Michel Serres est décédé et c’est un hommage coloré qu’il nous faut adresser à ce grand philosophe.
Philosophe? Voilà qui peut vous refroidir, amis lecteurs. L’on s’imagine des livres épais et pompeux, thèses moralistes aux savoirs suffisants, plein de préceptes solennels avec des phrases aussi longues que celle que je suis en train de rédiger. Et bien l’on aura tort !
Parce que la philosophie c’est « l’amour de la sagesse » et Michel Serres était empli des deux.
Les nombreux hommages qui fleurissent déjà sur la toile ne vous laisseront pas passer à côté de Petite Poucette. Et ils ont bien raison, parce que même si l’œuvre de Michel Serres ne peut se résumer à cet ouvrage, c’est un chef-d’œuvre. Un petit bijou de réflexion sur notre société numérique et ce pouce que l’on pousse à gauche à droite, de tous les côtés de nos écrans.
La Société a déjà vécu deux révolutions : Le passage de l’oral à l’écrit et celui de l’écrit à l’imprimer. Une troisième révolution est en marche, celle du numérique. Le philosophe souligne que ces révolutions ont toujours lieu en temps de crise, mais que la crise n’a rien de catastrophique au contraire. Elle permet les métamorphoses. C’est à nous de réinventer les codes du vivre ensemble pour accompagner cette mutation. Savoir regarder en avant, plus loin, se garder du passéisme et surtout faire confiance à la Société.
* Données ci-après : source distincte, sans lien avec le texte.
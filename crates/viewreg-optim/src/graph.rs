//! Point-match graph: accepted correspondences demultiplexed onto views.
//!
//! Matching may run on groups of views, but every correspondence remembers
//! the view each point came from. The graph re-keys constraints by those
//! origin views, so the optimizer always works at view granularity.

use log::debug;
use std::collections::BTreeMap;
use viewreg_core::{CandidatePair, PairwiseResult, Pt3, Real, ViewId};

/// One constraint between two tiles: `p` in the lower-indexed view and `q` in
/// the higher-indexed view should coincide after optimization.
#[derive(Debug, Clone, Copy, PartialEq)]
pub struct LinkMatch {
    pub p: Pt3,
    pub q: Pt3,
    pub w: Real,
}

/// Weighted point-match constraints of one subset, keyed by view pair.
#[derive(Debug, Clone, Default)]
pub struct PointMatchGraph {
    views: Vec<ViewId>,
    index: BTreeMap<ViewId, usize>,
    links: BTreeMap<(usize, usize), Vec<LinkMatch>>,
    ignored: usize,
}

impl PointMatchGraph {
    /// Graph with one node per view and no constraints.
    ///
    /// Views are sorted and deduplicated; node order is the canonical order.
    pub fn new(views: impl IntoIterator<Item = ViewId>) -> Self {
        let mut views: Vec<ViewId> = views.into_iter().collect();
        views.sort();
        views.dedup();
        let index = views.iter().enumerate().map(|(i, v)| (*v, i)).collect();
        Self {
            views,
            index,
            links: BTreeMap::new(),
            ignored: 0,
        }
    }

    /// Build the graph of `views` from accepted pairwise results.
    ///
    /// Each inlier becomes a constraint between its two origin views with
    /// weight `correspondence.weight * result.weight`. Inliers touching a view
    /// outside `views`, or linking a view to itself, are skipped and counted in
    /// [`PointMatchGraph::ignored`].
    pub fn build<'a>(
        views: impl IntoIterator<Item = ViewId>,
        results: impl IntoIterator<Item = (&'a CandidatePair, &'a PairwiseResult)>,
    ) -> Self {
        let mut graph = Self::new(views);
        for (pair, result) in results {
            let before = graph.num_matches();
            for c in result.inliers() {
                graph.add_match(c.a.view, c.a.world, c.b.view, c.b.world, c.weight * result.weight());
            }
            debug!(
                "{pair}: {} constraints from {} inliers",
                graph.num_matches() - before,
                result.num_inliers()
            );
        }
        graph
    }

    /// Add one constraint; returns `false` (and counts it as ignored) when it
    /// cannot be placed.
    pub fn add_match(&mut self, va: ViewId, pa: Pt3, vb: ViewId, pb: Pt3, w: Real) -> bool {
        let (Some(&ia), Some(&ib)) = (self.index.get(&va), self.index.get(&vb)) else {
            self.ignored += 1;
            return false;
        };
        if ia == ib || w <= 0.0 || !w.is_finite() {
            self.ignored += 1;
            return false;
        }
        let (key, m) = if ia < ib {
            ((ia, ib), LinkMatch { p: pa, q: pb, w })
        } else {
            ((ib, ia), LinkMatch { p: pb, q: pa, w })
        };
        self.links.entry(key).or_default().push(m);
        true
    }

    /// Drop every constraint between two views. Returns the number removed.
    pub fn remove_link(&mut self, a: ViewId, b: ViewId) -> usize {
        let (Some(&ia), Some(&ib)) = (self.index.get(&a), self.index.get(&b)) else {
            return 0;
        };
        let key = (ia.min(ib), ia.max(ib));
        self.links.remove(&key).map_or(0, |v| v.len())
    }

    pub fn views(&self) -> &[ViewId] {
        &self.views
    }

    pub fn index_of(&self, view: &ViewId) -> Option<usize> {
        self.index.get(view).copied()
    }

    /// Links in canonical `(lower, higher)` node order.
    pub fn links(&self) -> impl Iterator<Item = ((usize, usize), &[LinkMatch])> + '_ {
        self.links.iter().map(|(k, v)| (*k, v.as_slice()))
    }

    pub fn num_links(&self) -> usize {
        self.links.len()
    }

    pub fn num_matches(&self) -> usize {
        self.links.values().map(Vec::len).sum()
    }

    /// Inliers that could not be attached to the graph.
    pub fn ignored(&self) -> usize {
        self.ignored
    }

    pub fn is_empty(&self) -> bool {
        self.links.is_empty()
    }

    /// Distinct neighbours of each node.
    pub fn degrees(&self) -> Vec<usize> {
        let mut deg = vec![0; self.views.len()];
        for &(a, b) in self.links.keys() {
            deg[a] += 1;
            deg[b] += 1;
        }
        deg
    }
}
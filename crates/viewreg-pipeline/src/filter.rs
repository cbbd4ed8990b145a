//! Which group pairs are compared at all.

use crate::{Attribute, ViewAttributes};
use serde::{Deserialize, Serialize};
use std::collections::BTreeMap;
use viewreg_core::{Group, ViewId};

/// How views of different timepoints are paired.
#[derive(Debug, Clone, Copy, PartialEq, Eq, Default, Serialize, Deserialize)]
#[serde(tag = "type", rename_all = "snake_case")]
pub enum TimepointStrategy {
    /// Only views of the same timepoint.
    #[default]
    Individual,
    AllToAll,
    /// Timepoints at most `range` apart.
    AllToAllRange { range: u32 },
    /// Same timepoint, or one side in the reference timepoint.
    ReferenceTimepoint { timepoint: u32 },
}

impl TimepointStrategy {
    fn admits(&self, a: u32, b: u32) -> bool {
        match *self {
            TimepointStrategy::Individual => a == b,
            TimepointStrategy::AllToAll => true,
            TimepointStrategy::AllToAllRange { range } => a.abs_diff(b) <= range,
            TimepointStrategy::ReferenceTimepoint { timepoint } => {
                a == b || a == timepoint || b == timepoint
            }
        }
    }
}

#[derive(Debug, Clone, PartialEq, Eq, Default, Serialize, Deserialize)]
#[serde(default)]
pub struct PairFilter {
    pub timepoints: TimepointStrategy,
    /// Attributes that must differ across the pair, e.g. `[tile]` compares
    /// only different tiles.
    pub require_different: Vec<Attribute>,
}

impl PairFilter {
    /// `true` if some view of `a` and some view of `b` form an admissible
    /// combination. Views missing from `attributes` use default attributes.
    pub fn admits(&self, a: &Group, b: &Group, attributes: &BTreeMap<ViewId, ViewAttributes>) -> bool {
        let attrs = |v: &ViewId| attributes.get(v).copied().unwrap_or_default();
        a.iter().any(|va| {
            b.iter().any(|vb| {
                self.timepoints.admits(va.timepoint, vb.timepoint)
                    && self
                        .require_different
                        .iter()
                        .all(|att| attrs(&va).get(*att) != attrs(&vb).get(*att))
            })
        })
    }
}
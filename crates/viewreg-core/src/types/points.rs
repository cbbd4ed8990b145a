//! Interest points and correspondences.
//!
//! Interest points live in their view's local frame. Everything handed to a
//! matcher or the optimizer is in world coordinates, with a back-reference to
//! the view the point came from so grouped matches can be demultiplexed.

use crate::{Affine3, Pt3, Real, ViewId};
use serde::{Deserialize, Serialize};

/// A detected 3D landmark in a view's local coordinates.
#[derive(Debug, Clone, Copy, PartialEq, Serialize, Deserialize)]
pub struct InterestPoint {
    /// Identifier unique within the view.
    pub id: u64,
    /// Position in the view's local (voxel) frame.
    pub local: Pt3,
}

impl InterestPoint {
    pub fn new(id: u64, local: Pt3) -> Self {
        Self { id, local }
    }
}

/// An interest point placed in world coordinates, tagged with its origin view.
#[derive(Debug, Clone, Copy, PartialEq, Serialize, Deserialize)]
pub struct ViewPoint {
    pub view: ViewId,
    pub id: u64,
    pub world: Pt3,
}

impl ViewPoint {
    /// Place a local interest point into world coordinates using the view's
    /// registration.
    pub fn from_local(view: ViewId, point: &InterestPoint, registration: &Affine3) -> Self {
        Self {
            view,
            id: point.id,
            world: registration.transform_point(&point.local),
        }
    }
}

/// Two points believed to show the same physical feature.
#[derive(Debug, Clone, Copy, PartialEq, Serialize, Deserialize)]
pub struct Correspondence {
    pub a: ViewPoint,
    pub b: ViewPoint,
    /// Relative confidence of this correspondence (default 1.0).
    #[serde(default = "default_weight")]
    pub weight: Real,
}

fn default_weight() -> Real {
    1.0
}

impl Correspondence {
    pub fn new(a: ViewPoint, b: ViewPoint) -> Self {
        Self { a, b, weight: 1.0 }
    }

    pub fn with_weight(mut self, weight: Real) -> Self {
        self.weight = weight;
        self
    }

    /// World-space distance between the two points.
    pub fn distance(&self) -> Real {
        (self.a.world - self.b.world).norm()
    }

    /// Distance after mapping the `b` point with `transform`.
    pub fn residual(&self, transform: &Affine3) -> Real {
        (self.a.world - transform.transform_point(&self.b.world)).norm()
    }

    /// Same correspondence with the two sides exchanged.
    pub fn swapped(&self) -> Self {
        Self {
            a: self.b,
            b: self.a,
            weight: self.weight,
        }
    }
}
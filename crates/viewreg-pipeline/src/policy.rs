//! Which views are pinned and which view anchors map-back, per subset.

use crate::{RegistrationError, Subset};
use serde::{Deserialize, Serialize};
use std::collections::BTreeSet;
use viewreg_core::ViewId;

/// Views held at identity during optimization.
#[derive(Debug, Clone, PartialEq, Eq, Default, Serialize, Deserialize)]
#[serde(rename_all = "snake_case")]
pub enum FixPolicy {
    None,
    /// The smallest view of every subset.
    #[default]
    FirstView,
    /// The listed views, in whichever subsets they fall.
    Views(BTreeSet<ViewId>),
}

/// Reference view whose original placement is restored after optimization.
#[derive(Debug, Clone, PartialEq, Eq, Default, Serialize, Deserialize)]
#[serde(rename_all = "snake_case")]
pub enum MapBackPolicy {
    #[default]
    None,
    /// The smallest view of every subset.
    FirstView,
    /// One view; only its subset is mapped back.
    View(ViewId),
}

/// Fixed views and map-back reference of one subset.
#[derive(Debug, Clone, PartialEq, Eq, Default, Serialize, Deserialize)]
pub struct SubsetAnchors {
    pub fixed: BTreeSet<ViewId>,
    pub reference: Option<ViewId>,
}

impl SubsetAnchors {
    /// Apply the policies to one subset.
    pub fn select(subset: &Subset, fix: &FixPolicy, map_back: &MapBackPolicy) -> Self {
        let fixed = match fix {
            FixPolicy::None => BTreeSet::new(),
            FixPolicy::FirstView => subset.first_view().into_iter().collect(),
            FixPolicy::Views(set) => set.iter().filter(|v| subset.contains(v)).copied().collect(),
        };
        let reference = match map_back {
            MapBackPolicy::None => None,
            MapBackPolicy::FirstView => subset.first_view(),
            MapBackPolicy::View(v) => subset.contains(v).then_some(*v),
        };
        Self { fixed, reference }
    }

    /// Every fixed view and the reference must belong to `subset`.
    pub fn validate(&self, subset: &Subset, index: usize) -> Result<(), RegistrationError> {
        if let Some(v) = self.fixed.iter().find(|v| !subset.contains(v)) {
            return Err(RegistrationError::FixedViewOutsideSubset {
                view: *v,
                subset: index,
            });
        }
        match self.reference {
            Some(v) if !subset.contains(&v) => {
                Err(RegistrationError::ReferenceOutsideSubset { view: v, subset: index })
            }
            _ => Ok(()),
        }
    }
}

/// Reject policies naming views that do not exist.
pub fn validate_policies(
    fix: &FixPolicy,
    map_back: &MapBackPolicy,
    known: &BTreeSet<ViewId>,
) -> Result<(), RegistrationError> {
    if let FixPolicy::Views(set) = fix {
        if let Some(v) = set.iter().find(|v| !known.contains(v)) {
            return Err(RegistrationError::UnknownPolicyView(*v));
        }
    }
    if let MapBackPolicy::View(v) = map_back {
        if !known.contains(v) {
            return Err(RegistrationError::UnknownPolicyView(*v));
        }
    }
    Ok(())
}

#[cfg(test)]
mod tests {
    use super::*;
    use crate::{build_subsets, AllOverlap, PairFilter, ViewDescription};
    use viewreg_core::Affine3;

    fn two_subsets() -> Vec<Subset> {
        // Different timepoints never pair under the default filter.
        let views: Vec<ViewDescription> = [(0, 0), (0, 1), (1, 0)]
            .into_iter()
            .map(|(t, s)| ViewDescription::new(ViewId::new(t, s), Affine3::identity()))
            .collect();
        build_subsets(&views, &[], &PairFilter::default(), &AllOverlap).unwrap()
    }

    #[test]
    fn policies_resolve_per_subset() {
        let subsets = two_subsets();
        assert_eq!(subsets.len(), 2);
        let fix = FixPolicy::Views(BTreeSet::from([ViewId::new(0, 1), ViewId::new(1, 0)]));
        let mb = MapBackPolicy::View(ViewId::new(1, 0));
        let a0 = SubsetAnchors::select(&subsets[0], &fix, &mb);
        let a1 = SubsetAnchors::select(&subsets[1], &fix, &mb);
        assert_eq!(a0.fixed, BTreeSet::from([ViewId::new(0, 1)]));
        assert_eq!(a0.reference, None);
        assert_eq!(a1.reference, Some(ViewId::new(1, 0)));
        let first = SubsetAnchors::select(&subsets[0], &FixPolicy::FirstView, &MapBackPolicy::None);
        assert_eq!(first.fixed, BTreeSet::from([ViewId::new(0, 0)]));
    }

    #[test]
    fn anchors_outside_the_subset_are_rejected() {
        let subsets = two_subsets();
        let bad = SubsetAnchors {
            fixed: BTreeSet::from([ViewId::new(1, 0)]),
            reference: None,
        };
        assert_eq!(
            bad.validate(&subsets[0], 0),
            Err(RegistrationError::FixedViewOutsideSubset {
                view: ViewId::new(1, 0),
                subset: 0
            })
        );
        let bad_ref = SubsetAnchors {
            fixed: BTreeSet::new(),
            reference: Some(ViewId::new(0, 0)),
        };
        assert!(matches!(
            bad_ref.validate(&subsets[1], 1),
            Err(RegistrationError::ReferenceOutsideSubset { .. })
        ));
    }

    #[test]
    fn unknown_policy_views_are_rejected() {
        let known = BTreeSet::from([ViewId::new(0, 0)]);
        let err = validate_policies(&FixPolicy::None, &MapBackPolicy::View(ViewId::new(4, 4)), &known);
        assert_eq!(err, Err(RegistrationError::UnknownPolicyView(ViewId::new(4, 4))));
    }
}
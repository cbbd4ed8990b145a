//! Point sets of (possibly grouped) views.

use crate::ViewDescription;
use std::collections::{BTreeMap, HashMap};
use viewreg_core::{Group, Real, ViewId, ViewPoint};

/// Merge the points of several views, dropping points closer than
/// `min_distance` to an already kept one.
///
/// Points are processed in `(view, id)` order, so the earliest view wins. A
/// non-positive `min_distance` only sorts.
pub fn merge_group_points(mut points: Vec<ViewPoint>, min_distance: Real) -> Vec<ViewPoint> {
    points.sort_by_key(|p| (p.view, p.id));
    if min_distance <= 0.0 || !min_distance.is_finite() {
        return points;
    }

    let cell = |p: &ViewPoint| -> [i64; 3] {
        let c = p.world.coords / min_distance;
        [c.x.floor() as i64, c.y.floor() as i64, c.z.floor() as i64]
    };
    let mut grid: HashMap<[i64; 3], Vec<usize>> = HashMap::new();
    let mut kept: Vec<ViewPoint> = Vec::with_capacity(points.len());
    let min2 = min_distance * min_distance;
    for p in points {
        let c = cell(&p);
        let mut close = false;
        'search: for dx in -1..=1 {
            for dy in -1..=1 {
                for dz in -1..=1 {
                    let Some(bucket) = grid.get(&[c[0] + dx, c[1] + dy, c[2] + dz]) else {
                        continue;
                    };
                    if bucket.iter().any(|&k| (kept[k].world - p.world).norm_squared() < min2) {
                        close = true;
                        break 'search;
                    }
                }
            }
        }
        if !close {
            grid.entry(c).or_default().push(kept.len());
            kept.push(p);
        }
    }
    kept
}

/// World points of every member of `group`.
///
/// Singleton groups return the view's points unchanged (sorted by id);
/// larger groups are merged with [`merge_group_points`].
pub fn group_points(
    group: &Group,
    views: &BTreeMap<ViewId, &ViewDescription>,
    min_distance: Real,
) -> Vec<ViewPoint> {
    let points: Vec<ViewPoint> = group
        .iter()
        .filter_map(|v| views.get(&v))
        .flat_map(|v| v.world_points())
        .collect();
    if group.len() > 1 {
        merge_group_points(points, min_distance)
    } else {
        points
    }
}

#[cfg(test)]
mod tests {
    use super::*;
    use viewreg_core::{translation, InterestPoint, Pt3, Vec3};

    fn vp(setup: u32, id: u64, x: Real) -> ViewPoint {
        ViewPoint {
            view: ViewId::new(0, setup),
            id,
            world: Pt3::new(x, 0.0, 0.0),
        }
    }

    #[test]
    fn close_points_keep_the_first_view() {
        let merged = merge_group_points(vec![vp(1, 0, 0.2), vp(0, 0, 0.0), vp(0, 1, 10.0)], 1.0);
        assert_eq!(merged.len(), 2);
        assert_eq!(merged[0].view, ViewId::new(0, 0));
        assert_eq!(merged[1].id, 1);
    }

    #[test]
    fn points_across_cell_borders_are_found() {
        let merged = merge_group_points(vec![vp(0, 0, 0.99), vp(1, 0, 1.01)], 0.5);
        assert_eq!(merged.len(), 1);
        let zero = merge_group_points(vec![vp(0, 0, 0.0), vp(1, 0, 0.0)], 0.0);
        assert_eq!(zero.len(), 2);
    }

    #[test]
    fn group_points_are_placed_in_world() {
        let v0 = ViewDescription::new(ViewId::new(0, 0), translation(Vec3::new(5.0, 0.0, 0.0)))
            .with_points(vec![InterestPoint::new(7, Pt3::origin())]);
        let v1 = ViewDescription::new(ViewId::new(0, 1), translation(Vec3::new(5.0, 0.0, 0.0)))
            .with_points(vec![InterestPoint::new(7, Pt3::new(0.1, 0.0, 0.0))]);
        let map = BTreeMap::from([(v0.id, &v0), (v1.id, &v1)]);
        let single = group_points(&Group::single(v1.id), &map, 1.0);
        assert_eq!(single[0].world, Pt3::new(5.1, 0.0, 0.0));
        let both = group_points(&Group::new([v0.id, v1.id]), &map, 1.0);
        assert_eq!(both.len(), 1);
        assert_eq!(both[0].view, v0.id);
    }
}
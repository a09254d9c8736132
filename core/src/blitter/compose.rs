use crate::blitter::clip::Clip;
use crate::framebuffer::Framebuffer;
use crate::mode::DrawMode;

/// One sprite byte shifted into place, as bits to clear and bits to set.
///
/// The low byte of each lane belongs to the current page-row, the high byte
/// spills into the page-row below. A framebuffer byte becomes
/// `(fb & !clear) | set`.
#[derive(Debug, Copy, Clone, PartialEq, Eq)]
pub(crate) struct Stencil {
    pub clear: u16,
    pub set: u16,
}

impl Stencil {
    #[inline(always)]
    pub fn new(mode: DrawMode, image: u8, mask: u8, y_offset: u32) -> Self {
        let image = (image as u16) << y_offset;
        let mask = (mask as u16) << y_offset;

        match mode {
            // Auto never reaches composition, requests resolve it
            DrawMode::Unmasked | DrawMode::Auto => Stencil {
                clear: 0x00FF << y_offset,
                set: image,
            },
            DrawMode::SelfMasked => Stencil { clear: 0, set: image },
            DrawMode::Erase => Stencil { clear: image, set: 0 },
            DrawMode::ExternalMask | DrawMode::CombinedMask => Stencil { clear: mask, set: image },
        }
    }

    #[inline(always)]
    pub fn apply_low(self, dst: u8) -> u8 {
        (dst & !low_byte(self.clear)) | low_byte(self.set)
    }

    #[inline(always)]
    pub fn apply_high(self, dst: u8) -> u8 {
        (dst & !high_byte(self.clear)) | high_byte(self.set)
    }
}

#[inline(always)]
fn low_byte(value: u16) -> u8 {
    (value & 0xFF) as u8
}

#[inline(always)]
fn high_byte(value: u16) -> u8 {
    ((value >> 8) & 0xFF) as u8
}

/// Composite a plain frame, with an optional separate mask frame of the same shape.
pub(crate) fn blit(
    fb: &mut Framebuffer,
    clip: &Clip,
    sprite_width: usize,
    image: &[u8],
    mask: Option<&[u8]>,
    mode: DrawMode,
) {
    let fb_width = fb.width();
    let last_row = fb.pages() as isize - 1;
    let buffer = fb.bytes_mut();
    let y_offset = clip.y_offset;

    let mut row = clip.first_row;
    let mut src = clip.src_row * sprite_width + clip.x_offset;

    for _ in 0..clip.rows {
        for col in 0..clip.width {
            let mask_byte = mask.map_or(0xFF, |mask| mask[src + col]);
            let stencil = Stencil::new(mode, image[src + col], mask_byte, y_offset);
            let dst_x = clip.dst_x + col;

            if row >= 0 {
                let ofs = row as usize * fb_width + dst_x;
                buffer[ofs] = stencil.apply_low(buffer[ofs]);
            }
            // the spillover is visible even when the top page-row is not
            if y_offset != 0 && row < last_row {
                let ofs = (row + 1) as usize * fb_width + dst_x;
                buffer[ofs] = stencil.apply_high(buffer[ofs]);
            }
        }
        row += 1;
        src += sprite_width;
    }
}

/// Composite a frame with interleaved image and mask bytes.
///
/// Walks the asset with a single source index and keeps a second framebuffer
/// index for the spillover page-row instead of recomputing it per byte.
pub(crate) fn blit_plus_mask(fb: &mut Framebuffer, clip: &Clip, sprite_width: usize, frame: &[u8]) {
    let fb_width = fb.width();
    let last_row = fb.pages() as isize - 1;
    let buffer = fb.bytes_mut();
    let y_offset = clip.y_offset;

    let mut sprite_ofs = (clip.src_row * sprite_width + clip.x_offset) * 2;
    let sprite_ofs_jump = (sprite_width - clip.width) * 2;
    let buffer_ofs_jump = (fb_width - clip.width) as isize;

    // negative while the first page-row sits above the panel
    let mut buffer_ofs = clip.first_row * fb_width as isize + clip.dst_x as isize;
    let mut buffer_ofs_2 = buffer_ofs + fb_width as isize;
    let mut row = clip.first_row;

    for _ in 0..clip.rows {
        for _ in 0..clip.width {
            let image = frame[sprite_ofs];
            let mask = frame[sprite_ofs + 1];
            sprite_ofs += 2;

            let stencil = Stencil::new(DrawMode::CombinedMask, image, mask, y_offset);

            if y_offset != 0 && row < last_row {
                let ofs = buffer_ofs_2 as usize;
                buffer[ofs] = stencil.apply_high(buffer[ofs]);
            }
            if row >= 0 {
                let ofs = buffer_ofs as usize;
                buffer[ofs] = stencil.apply_low(buffer[ofs]);
            }
            buffer_ofs += 1;
            buffer_ofs_2 += 1;
        }
        row += 1;
        sprite_ofs += sprite_ofs_jump;
        buffer_ofs += buffer_ofs_jump;
        buffer_ofs_2 += buffer_ofs_jump;
    }
}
Petite Poucette pointait son nez en 2012. En 2017, l’héroïne de Michel revient dans « C’était mieux avant ». Ce petit bouquin n’est pas un essai philosophique à proprement parler, mais plutôt un manifeste. Un coup de sang qui ébranle notre philosophe fatigué et même énervé par tous les Grands-Papas Ronchons qui oublient l’espoir et ne cessent de regarder en arrière.
C’était mieux avant. Comme ça tombe bien, Michel Serres y était, avant.
L’optimisme est présent à chaque page, avec quelques pointes d’un cynisme délicieux. Encore une fois, la Société est capable de belles choses à la seule condition qu’on agisse ensemble et en confiance.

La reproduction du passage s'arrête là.